Dr. Patricia Irizarry, associate director of the Geology Museum and tour guide for the event, said that the event’s intention was to function as an educational, community outreach.
“We have an educational mission," she said. "We want to share the research aspect of science with the community, but we are not going to turn every person who walks into this museum into a scientist. Our main interest for this Late Night is to spark interest so people will do more research about a topic.”
The topics of the monthly event vary, covering subjects such as astronomy, dinosaurs and fossils, she said.
Ideas for Late Night events typically stem from the visitor's interests or those of the undergraduate and graduate students. Students who are involved in the museum can suggest activities and develop their own research or displays for events. They continue to be present in the process by helping with the arts and crafts stations or relaying information about the night’s topic.
The museum holds meetings to discuss the schedule for the semester and plan how to properly execute the events. Experts from numerous other departments, including anthropology, oceanography and environmental science, are brought in to offer insight and suggestions in regard to their respective fields.

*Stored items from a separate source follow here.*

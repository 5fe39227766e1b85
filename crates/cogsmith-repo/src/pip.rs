//! Parsing of `pip show` output

use once_cell::sync::Lazy;
use regex::Regex;
use std::collections::BTreeMap;

static HEADER_RE: Lazy<Regex> = Lazy::new(|| {
    Regex::new(r"(?m)^(?P<key>Name|Version):[ \t]*(?P<value>.*?)[ \t]*$")
        .expect("pip header pattern is valid")
});

/// Map lowercase package name to installed version
///
/// `pip show` prints one block of `Key: value` headers per package,
/// separated by `---` lines. Blocks without a name or version are skipped.
pub fn parse_pip_show(stdout: &str) -> BTreeMap<String, String> {
    let normalized = stdout.replace("\r\n", "\n");
    let mut versions = BTreeMap::new();

    for block in normalized.split("\n---\n") {
        // Only the header section, before the first blank line
        let headers = block.split("\n\n").next().unwrap_or_default();

        let mut name = None;
        let mut version = None;
        for caps in HEADER_RE.captures_iter(headers) {
            match &caps["key"] {
                "Name" => name = Some(caps["value"].to_string()),
                "Version" => version = Some(caps["value"].to_string()),
                _ => {}
            }
        }

        if let (Some(name), Some(version)) = (name, version) {
            versions.insert(name.to_lowercase(), version);
        }
    }

    versions
}

/// Distribution name of a requirement string
///
/// `aiorwlock==0.5.0` and `yarl[idna] >= 1.4` give `aiorwlock` and `yarl`.
pub fn requirement_name(requirement: &str) -> &str {
    let requirement = requirement.trim();
    let end = requirement
        .find(|c: char| !(c.is_ascii_alphanumeric() || matches!(c, '-' | '_' | '.')))
        .unwrap_or(requirement.len());
    &requirement[..end]
}

#[cfg(test)]
mod tests {
    use super::*;

    const OUTPUT: &str = "Name: PyYAML
Version: 6.0.1
Summary: YAML parser and emitter for Python
Home-page: https://pyyaml.org/
Requires:
Required-by: cogsmith-test
---
Name: aiohttp
Version: 3.9.1
Summary: Async http client/server framework (asyncio)
Location: /venv/lib/python3.11/site-packages
";

    #[test]
    fn test_parse_blocks() {
        let versions = parse_pip_show(OUTPUT);
        assert_eq!(versions.len(), 2);
        assert_eq!(versions["pyyaml"], "6.0.1");
        assert_eq!(versions["aiohttp"], "3.9.1");
    }

    #[test]
    fn test_parse_empty_and_windows_newlines() {
        assert!(parse_pip_show("").is_empty());

        let versions = parse_pip_show("Name: Foo\r\nVersion: 1.0\r\n---\r\nName: bar\r\nVersion: 2\r\n");
        assert_eq!(versions["foo"], "1.0");
        assert_eq!(versions["bar"], "2");
    }

    #[test]
    fn test_ignores_description_lines() {
        let versions = parse_pip_show("Name: thing\nVersion: 0.1\n\nName: bogus\nVersion: 9\n");
        assert_eq!(versions.len(), 1);
        assert_eq!(versions["thing"], "0.1");
    }

    #[test]
    fn test_requirement_name() {
        assert_eq!(requirement_name("tabulate"), "tabulate");
        assert_eq!(requirement_name("aiorwlock==0.5.0"), "aiorwlock");
        assert_eq!(requirement_name(" yarl[idna] >= 1.4"), "yarl");
        assert_eq!(requirement_name("python-dateutil; python_version < '3.9'"), "python-dateutil");
    }
}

Exhibits within the museum embody elements from geology, temporally-focused science and social science fields, including expected rock and gem displays. The museum also displays dinosaur fossils and a Ptolemaic-era mummy, which is the only mummy currently in the state. These exhibits provided a diverse backdrop for the "Deep Sea Late Night."

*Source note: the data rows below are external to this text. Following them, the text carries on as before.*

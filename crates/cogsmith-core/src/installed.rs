//! Registry of cogs installed through the downloader
//!
//! Stored as a JSON list in `<data_dir>/installed.json`. A record is
//! identified by `(repo_name, cog_name)`; the recorded version does not take
//! part in identity, so re-installing a cog replaces its record.

use chrono::{DateTime, Utc};
use serde::{Deserialize, Serialize};
use std::path::{Path, PathBuf};

use crate::error::Result;

/// One installed cog
#[derive(Debug, Clone, PartialEq, Eq, Serialize, Deserialize)]
pub struct InstalledRecord {
    /// Installed cog name
    pub cog_name: String,

    /// Repository the cog was installed from
    pub repo_name: String,

    /// Installable kind tag (`FOLDER`)
    pub inst_type: String,

    /// Module version at install time (commit hash for git repos)
    #[serde(default)]
    pub cog_version: Option<String>,

    /// Installation timestamp
    #[serde(default)]
    pub installed_at: Option<DateTime<Utc>>,
}

impl InstalledRecord {
    /// Whether this record refers to the given cog
    pub fn is(&self, repo_name: &str, cog_name: &str) -> bool {
        self.repo_name == repo_name && self.cog_name == cog_name
    }
}

/// Persistent list of installed cogs
#[derive(Debug, Clone, Default)]
pub struct InstalledRegistry {
    path: PathBuf,
    records: Vec<InstalledRecord>,
}

impl InstalledRegistry {
    /// Load the registry from `path`; a missing file is an empty registry
    pub fn load(path: impl Into<PathBuf>) -> Result<Self> {
        let path = path.into();
        let records = if path.exists() {
            let content = std::fs::read_to_string(&path)?;
            if content.trim().is_empty() {
                Vec::new()
            } else {
                serde_json::from_str(&content)?
            }
        } else {
            Vec::new()
        };

        Ok(Self { path, records })
    }

    /// Write the registry back to disk
    pub fn save(&self) -> Result<()> {
        if let Some(parent) = self.path.parent() {
            std::fs::create_dir_all(parent)?;
        }
        let content = serde_json::to_string_pretty(&self.records)?;
        std::fs::write(&self.path, content)?;
        Ok(())
    }

    /// Registry file location
    pub fn path(&self) -> &Path {
        &self.path
    }

    /// All records, in installation order
    pub fn records(&self) -> &[InstalledRecord] {
        &self.records
    }

    /// Find a record by cog name
    pub fn find(&self, cog_name: &str) -> Option<&InstalledRecord> {
        self.records.iter().find(|r| r.cog_name == cog_name)
    }

    /// Add a record, replacing any record for the same cog
    pub fn add(&mut self, record: InstalledRecord) {
        match self
            .records
            .iter_mut()
            .find(|r| r.is(&record.repo_name, &record.cog_name))
        {
            Some(existing) => *existing = record,
            None => self.records.push(record),
        }
    }

    /// Remove the record for a cog; returns whether one was removed
    pub fn remove(&mut self, repo_name: &str, cog_name: &str) -> bool {
        let before = self.records.len();
        self.records.retain(|r| !r.is(repo_name, cog_name));
        self.records.len() != before
    }

    /// Remove every record belonging to a repository
    pub fn remove_repo(&mut self, repo_name: &str) -> usize {
        let before = self.records.len();
        self.records.retain(|r| r.repo_name != repo_name);
        before - self.records.len()
    }
}

#[cfg(test)]
mod tests {
    use super::*;
    use tempfile::TempDir;

    fn record(repo: &str, cog: &str, version: Option<&str>) -> InstalledRecord {
        InstalledRecord {
            cog_name: cog.to_string(),
            repo_name: repo.to_string(),
            inst_type: "FOLDER".to_string(),
            cog_version: version.map(str::to_string),
            installed_at: None,
        }
    }

    #[test]
    fn test_missing_file_is_empty() {
        let dir = TempDir::new().unwrap();
        let registry = InstalledRegistry::load(dir.path().join("installed.json")).unwrap();
        assert!(registry.records().is_empty());
    }

    #[test]
    fn test_add_replaces_same_cog() {
        let mut registry = InstalledRegistry::default();
        registry.add(record("repo", "cog", Some("v1")));
        registry.add(record("repo", "cog", Some("v2")));
        registry.add(record("other", "cog", None));

        assert_eq!(registry.records().len(), 2);
        assert_eq!(registry.records()[0].cog_version.as_deref(), Some("v2"));
    }

    #[test]
    fn test_remove_ignores_version() {
        let mut registry = InstalledRegistry::default();
        registry.add(record("repo", "cog", Some("abc")));

        assert!(registry.remove("repo", "cog"));
        assert!(!registry.remove("repo", "cog"));
        assert!(registry.records().is_empty());
    }

    #[test]
    fn test_remove_repo() {
        let mut registry = InstalledRegistry::default();
        registry.add(record("a", "one", None));
        registry.add(record("a", "two", None));
        registry.add(record("b", "three", None));

        assert_eq!(registry.remove_repo("a"), 2);
        assert_eq!(registry.records().len(), 1);
        assert!(registry.find("three").is_some());
    }

    #[test]
    fn test_save_and_reload() {
        let dir = TempDir::new().unwrap();
        let path = dir.path().join("nested").join("installed.json");

        let mut registry = InstalledRegistry::load(&path).unwrap();
        registry.add(record("repo", "cog", Some("abc")));
        registry.save().unwrap();

        let reloaded = InstalledRegistry::load(&path).unwrap();
        assert_eq!(reloaded.records(), registry.records());
        assert_eq!(reloaded.path(), path.as_path());
    }
}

Wednesday’s event, with its concentration in deep marine ecosystems, included four stations, ranging from observing sand through a microscope to creating underwater creatures out of play-doh. While the kids were completing the activities, students and staff members encouraged and answered questions.
Julie Criscione, a recent graduate of Rutgers, works part-time at the museum and stressed the importance of exposing kids and adults to science and curiosity.

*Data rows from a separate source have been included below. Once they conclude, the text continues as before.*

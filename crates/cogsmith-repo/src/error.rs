//! Error types for repository operations

use thiserror::Error;

use crate::command::TemplateError;

/// Repository operation errors
#[derive(Debug, Error)]
pub enum RepoError {
    // ============ Naming / Lookup Errors ============
    #[error("Invalid repository name: '{name}' (only letters, digits and underscores, not starting with a digit)")]
    InvalidRepoName { name: String },

    #[error("Repository already exists: {name}")]
    ExistingRepo { name: String },

    #[error("A git repository already exists at {path}")]
    ExistingGitRepo { path: String },

    #[error("Repository not found: {name}")]
    MissingRepo { name: String },

    #[error("A git repository does not exist at path: {path}")]
    MissingGitRepo { path: String },

    #[error("Module not available: {message}")]
    MissingModule { message: String },

    // ============ Git Errors ============
    #[error("Error when running git clone for {url}")]
    CloningError { url: String, stderr: String },

    #[error("Unable to determine commit hash for repo at {path}")]
    CurrentHashError { path: String },

    #[error("Hard reset failed for the repo located at path: {path}")]
    HardResetError { path: String },

    #[error("Git pull returned a non zero exit code for the repo located at path: {path}")]
    GitUpdateError { path: String },

    #[error("Git diff failed for repo at path: {path}")]
    GitDiffError { path: String },

    #[error("Git error: {message}")]
    Git { message: String },

    // ============ Install Errors ============
    #[error("pip failed: {message}")]
    PipError { message: String },

    #[error("Installation failed: {message}")]
    InstallationError { message: String },

    // ============ Update Errors ============
    #[error("{operation} is not supported by this repository type")]
    Unsupported { operation: &'static str },

    #[error("Failed to update repository '{repo}': {source}")]
    Update {
        repo: String,
        #[source]
        source: Box<RepoError>,
    },

    // ============ Process Errors ============
    #[error("Failed to run '{program}': {message}")]
    Spawn { program: String, message: String },

    #[error(transparent)]
    Template(#[from] TemplateError),

    // ============ Config / IO Errors ============
    #[error("Invalid configuration: {message}")]
    InvalidConfig { message: String },

    #[error(transparent)]
    Core(#[from] cogsmith_core::CoreError),

    #[error("IO error: {0}")]
    Io(#[from] std::io::Error),

    #[error("Serialization error: {0}")]
    Serialization(String),

    #[error("{0}")]
    Other(String),
}

impl RepoError {
    /// Wrap an error with the repository it came from
    pub fn update(repo: impl Into<String>, source: RepoError) -> Self {
        RepoError::Update {
            repo: repo.into(),
            source: Box::new(source),
        }
    }

    /// Whether this error only signals an unsupported operation
    pub fn is_unsupported(&self) -> bool {
        matches!(self, RepoError::Unsupported { .. })
    }

    /// Whether this error is a git subprocess failure
    pub fn is_git_failure(&self) -> bool {
        matches!(
            self,
            RepoError::CloningError { .. }
                | RepoError::CurrentHashError { .. }
                | RepoError::HardResetError { .. }
                | RepoError::GitUpdateError { .. }
                | RepoError::GitDiffError { .. }
                | RepoError::Git { .. }
        )
    }
}

/// Result type for repository operations
pub type Result<T> = std::result::Result<T, RepoError>;

impl From<serde_yaml::Error> for RepoError {
    fn from(e: serde_yaml::Error) -> Self {
        RepoError::Serialization(e.to_string())
    }
}

impl From<serde_json::Error> for RepoError {
    fn from(e: serde_json::Error) -> Self {
        RepoError::Serialization(e.to_string())
    }
}
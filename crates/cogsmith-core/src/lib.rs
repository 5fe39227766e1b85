//! cogsmith Core - Core types for the cog downloader
//!
//! This crate provides the foundational types used throughout cogsmith:
//! - `Installable`: A cog or shared library found inside a repository
//! - `InstallableInfo` / `RepoInfo`: Metadata parsed from `info.json`
//! - `VersionSpec`: Bot and Python version requirements
//! - `InstalledRegistry`: The persisted list of installed cogs

pub mod error;
pub mod installable;
pub mod installed;
pub mod manifest;
pub mod version;

pub use error::{CoreError, Result};
pub use installable::{FOLDER_INSTALLABLE, Installable, InstallableType};
pub use installed::{InstalledRecord, InstalledRegistry};
pub use manifest::{
    INFO_FILE_NAME, InstallableInfo, RepoInfo, RequiredCog, RequirementRepo, RequirementRepoType,
};
pub use version::{VersionSpec, parse_loose_version};
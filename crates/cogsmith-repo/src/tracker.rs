//! Update tracking
//!
//! An [`UpdateTracker`] snapshots a repository's modules and versions before
//! an update and diffs them against the state afterwards.

use cogsmith_core::{Installable, InstallableType};
use std::collections::{BTreeMap, BTreeSet};

use crate::error::Result;
use crate::repo::Repo;

/// Modules split by kind, each list sorted by name
#[derive(Debug, Clone, Default, PartialEq, Eq)]
pub struct ModuleLists {
    pub cogs: Vec<Installable>,
    pub shared_libraries: Vec<Installable>,
    pub others: Vec<Installable>,
}

impl ModuleLists {
    pub fn from_modules(modules: impl IntoIterator<Item = Installable>) -> Self {
        let mut lists = Self::default();
        for module in modules {
            match module.kind() {
                InstallableType::Cog => lists.cogs.push(module),
                InstallableType::SharedLibrary => lists.shared_libraries.push(module),
                InstallableType::Unknown => lists.others.push(module),
            }
        }
        for list in [&mut lists.cogs, &mut lists.shared_libraries, &mut lists.others] {
            list.sort_by(|a, b| a.name.cmp(&b.name));
        }
        lists
    }

    pub fn is_empty(&self) -> bool {
        self.cogs.is_empty() && self.shared_libraries.is_empty() && self.others.is_empty()
    }

    pub fn len(&self) -> usize {
        self.cogs.len() + self.shared_libraries.len() + self.others.len()
    }

    /// All modules, cogs first
    pub fn iter(&self) -> impl Iterator<Item = &Installable> {
        self.cogs
            .iter()
            .chain(&self.shared_libraries)
            .chain(&self.others)
    }
}

/// What an update changed in one repository
#[derive(Debug, Clone, PartialEq, Eq)]
pub struct UpdateResult {
    pub repo_name: String,

    /// Repository version before the update, when the repository has one
    pub old_version: Option<String>,

    /// Repository version after the update
    pub new_version: Option<String>,

    /// Modules that did not exist before
    pub new: ModuleLists,

    /// Modules whose version changed; every surviving module when the
    /// repository has no per-module versions
    pub updated: ModuleLists,

    /// Modules that no longer exist (as they were before the update)
    pub removed: ModuleLists,
}

impl UpdateResult {
    /// Whether the repository version moved
    pub fn version_changed(&self) -> bool {
        self.old_version != self.new_version
    }
}

/// Captures repository state for comparison after an update
pub struct UpdateTracker<'a, R: Repo + ?Sized> {
    repo: &'a R,
    snapshot_version: Option<String>,
    snapshot_modules: BTreeMap<String, Installable>,
    snapshot_module_versions: BTreeMap<String, Option<String>>,
}

impl<'a, R: Repo + ?Sized> UpdateTracker<'a, R> {
    /// Snapshot the repository's current modules
    pub fn new(repo: &'a R) -> Self {
        let snapshot_modules = repo
            .available_modules()
            .into_iter()
            .map(|m| (m.name.clone(), m))
            .collect();

        Self {
            repo,
            snapshot_version: None,
            snapshot_modules,
            snapshot_module_versions: BTreeMap::new(),
        }
    }

    /// Record the repository and module versions
    pub async fn populate(&mut self) -> Result<()> {
        self.snapshot_version = repo_version(self.repo).await?;
        self.snapshot_module_versions = module_versions(self.repo).await?;
        Ok(())
    }

    /// Compare the current repository state against the snapshot
    ///
    /// Returns `None` when nothing changed.
    pub async fn compare(&self) -> Result<Option<UpdateResult>> {
        let compare_version = repo_version(self.repo).await?;
        let compare_modules: BTreeMap<String, Installable> = self
            .repo
            .available_modules()
            .into_iter()
            .map(|m| (m.name.clone(), m))
            .collect();
        let compare_module_versions = module_versions(self.repo).await?;

        let before: BTreeSet<&String> = self.snapshot_modules.keys().collect();
        let after: BTreeSet<&String> = compare_modules.keys().collect();

        let new: Vec<&String> = after.difference(&before).copied().collect();
        let removed: Vec<&String> = before.difference(&after).copied().collect();
        let updated: Vec<&String> = after
            .intersection(&before)
            .copied()
            .filter(|name| {
                compare_module_versions.is_empty()
                    || compare_module_versions.get(*name)
                        != self.snapshot_module_versions.get(*name)
            })
            .collect();

        if compare_version == self.snapshot_version
            && new.is_empty()
            && updated.is_empty()
            && removed.is_empty()
        {
            return Ok(None);
        }

        let pick = |names: &[&String], from: &BTreeMap<String, Installable>| {
            ModuleLists::from_modules(names.iter().filter_map(|n| from.get(*n).cloned()))
        };

        Ok(Some(UpdateResult {
            repo_name: self.repo.name().to_string(),
            old_version: self.snapshot_version.clone(),
            new_version: compare_version,
            new: pick(&new, &compare_modules),
            updated: pick(&updated, &compare_modules),
            removed: pick(&removed, &self.snapshot_modules),
        }))
    }
}

async fn repo_version<R: Repo + ?Sized>(repo: &R) -> Result<Option<String>> {
    match repo.repo_version().await {
        Err(e) if e.is_unsupported() => Ok(None),
        other => other,
    }
}

/// Module versions by name; empty when the repository has none
async fn module_versions<R: Repo + ?Sized>(repo: &R) -> Result<BTreeMap<String, Option<String>>> {
    let mut versions = BTreeMap::new();
    for module in repo.available_modules() {
        match repo.module_version(&module).await {
            Ok(version) => {
                versions.insert(module.name.clone(), version);
            }
            Err(e) if e.is_unsupported() => return Ok(BTreeMap::new()),
            Err(e) => return Err(e),
        }
    }
    Ok(versions)
}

“It’s very important that the public know about science and be aware (of) different aspects of nature. If people learn about these things as kids, it might inspire them to consider science as a future career,” Criscione said.
It is not just parents who take advantage of these nights for their kids, but also older individuals who want a night out. Whatever age visitors are, as long as they leave having learned new information, the museum’s mission is complete, Irizarry said.
The museum and its staff are perpetually learning as well, especially in terms of how to improve each subsequent event. Irizarry said the development and implementation of these activities is an “educational testing exercise.” Since new activities are created for nearly every event, it is the museum’s duty to gauge which types of stations are more engaging than others, and to better the ones that are lacking.
Throughout the past 146 years, the museum has expanded its collection to include private collections and donations from alumni.
“Geology is a gem, a hidden treasure. (The museum) has a lot of special collections that have been archived. Otherwise, you could not really connect with the past in a direct way," Irizarry said. "You get to see it, feel it and almost touch it. The museum is a dynamic place, but at the same time has the charm of the past.”